L'action se situe au coeur des années 20, il y a un siècle à peine, dans les Pyrénées espagnoles. Un siècle qui ressemble à une éternité tant le mode de vie des modestes bergers des lieux évoque bien davantage le Moyen-Âge que notre XXIe siècle ultra-connecté.

Un article paru dans l'« Heraldo de Aragon » consacré aux évènements survenus dans un petit village pyrénéen déclenche l'ire de ses habitants. le narrateur, qui est aussi l'instituteur du village, se voit confier la tâche de rédiger une réponse destinée à rétablir la vérité travestie par les errements d'un journaliste mal informé.

Après avoir collecté les dires parfois contradictoires et toujours intéressés des parties concernées, l'instituteur en fin de carrière décide de nous livrer sa version des faits, qui n'est évidemment pas celle de la petite communauté montagnarde.

Ramón est encore un jeune adolescent lorsqu'il tombe amoureux fou d'Alma, l'unique héritière de la plus riche famille du village. Un coup de foudre incandescent. Une impasse aussi. le jeune berger sans le sou n'a en effet aucune chance d'obtenir la main de la jeune fille la plus convoitée des lieux.

Ramón ne se décourage pas si facilement et mène sa rude tâche de berger avec un zèle stupéfiant dans l'espoir un peu fou d'acquérir la respectabilité nécessaire pour demander la main de celle qu'il aime de tout son coeur. Las. Don Mariano, le père d'Alma, devine l'idylle naissante entre le beau berger et sa fille aux traits délicats. Madré et sans pitié, le riche propriétaire congédie devant témoins le jeune homme qui était à son service et interdit à ses confrères de faire appel à ses services.

Ramón jure devant la foule de rassembler le montant de la dot et se fait contrebandier. Il va devenir Desperado, l'homme du peuple qui sillonne les Pyrénées entre la France et l'Espagne, et se dresse contre les puissants.

À travers l'épopée intemporelle de son héros, Lorenzo Mediano nous propose tout à la fois une épopée, un conte populaire et une fable politique. En défiant les propriétaires de la région, Ramón devient la figure iconique des gens de peu, de ceux qu'un système patriarcal moyenâgeux a condamné à une vie sans saveur.
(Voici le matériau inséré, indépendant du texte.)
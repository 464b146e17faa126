//! Size analytics: how much smaller (or larger) the text is than the upload.

use serde::Serialize;

const UNITS: [&str; 5] = ["B", "KB", "MB", "GB", "TB"];

/// Format a byte count with two decimals in the largest unit below 1024.
///
/// TB is the last unit; larger values keep counting in TB.
///
/// ```rust
/// use doc2text::format_size;
///
/// assert_eq!(format_size(0), "0.00 B");
/// assert_eq!(format_size(1536), "1.50 KB");
/// ```
pub fn format_size(bytes: u64) -> String {
    let mut value = bytes as f64;
    for unit in &UNITS[..UNITS.len() - 1] {
        if value < 1024.0 {
            return format!("{value:.2} {unit}");
        }
        value /= 1024.0;
    }
    format!("{value:.2} {}", UNITS[UNITS.len() - 1])
}

/// Size comparison between an upload and its converted text.
#[derive(Debug, Clone, PartialEq, Serialize)]
pub struct SizeReport {
    pub original_bytes: u64,
    /// UTF-8 byte length of the converted text.
    pub converted_bytes: u64,
    pub original_display: String,
    pub converted_display: String,
    /// `(original - converted) / original * 100`; `0` for an empty original.
    /// Negative when the text is larger than the upload.
    pub reduction_pct: f64,
}

impl SizeReport {
    /// Compare an upload's declared size against its converted text.
    pub fn compare(original_bytes: u64, converted_text: &str) -> Self {
        let converted_bytes = converted_text.len() as u64;
        let reduction_pct = if original_bytes == 0 {
            0.0
        } else {
            (original_bytes as f64 - converted_bytes as f64) / original_bytes as f64 * 100.0
        };
        Self {
            original_bytes,
            converted_bytes,
            original_display: format_size(original_bytes),
            converted_display: format_size(converted_bytes),
            reduction_pct,
        }
    }

    /// The reduction with one decimal place, e.g. `80.0%` or `-12.5%`.
    pub fn reduction_display(&self) -> String {
        // Avoid rendering `-0.0%` for a rounded-away negative.
        let pct = if self.reduction_pct.abs() < 0.05 {
            0.0
        } else {
            self.reduction_pct
        };
        format!("{pct:.1}%")
    }

    /// The two-row summary: original then converted size.
    pub fn summary_rows(&self) -> [(&'static str, &str); 2] {
        [
            ("Original", self.original_display.as_str()),
            ("Converted", self.converted_display.as_str()),
        ]
    }

    /// [`Self::summary_rows`] as a GFM table.
    pub fn to_markdown_table(&self) -> String {
        let mut table = String::from("| Version | Size |\n| --- | --- |\n");
        for (label, size) in self.summary_rows() {
            table.push_str(&format!("| {label} | {size} |\n"));
        }
        table
    }
}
Sa rébellion contre Don Mariano et ses riches acolytes est évidemment une métaphore de la révolution qui se profile.

À travers un récit intemporel, qui évoque davantage un conte d'antan qu'un roman social situé au XXe siècle, l'auteur appréhende avec brio le ressentiment des opprimés envers l'entre-soi des maîtres de ce monde. Derrière une histoire d'amour archétypale qui voit un jeune berger courtiser une « princesse », derrière la révolte épique d'un jeune homme refoulé par les puissants, se dissimule le véritable enjeu du roman : Lorenzo Mediano aborde la fin à venir d'une société patriarcale travaillée par des inégalités trop manifestes, où il est impossible de s'élever socialement, sauf à prendre le maquis à ses risques et périls.

« Parce qu'ils étaient pour moi comme une fleur dans le désert, une promesse qui nous réjouit par sa seule présence, un message d'espoir qui me disait que dans le monde il existe autre chose que des maisons, du bétail, des terres, de la faim et de la haine. »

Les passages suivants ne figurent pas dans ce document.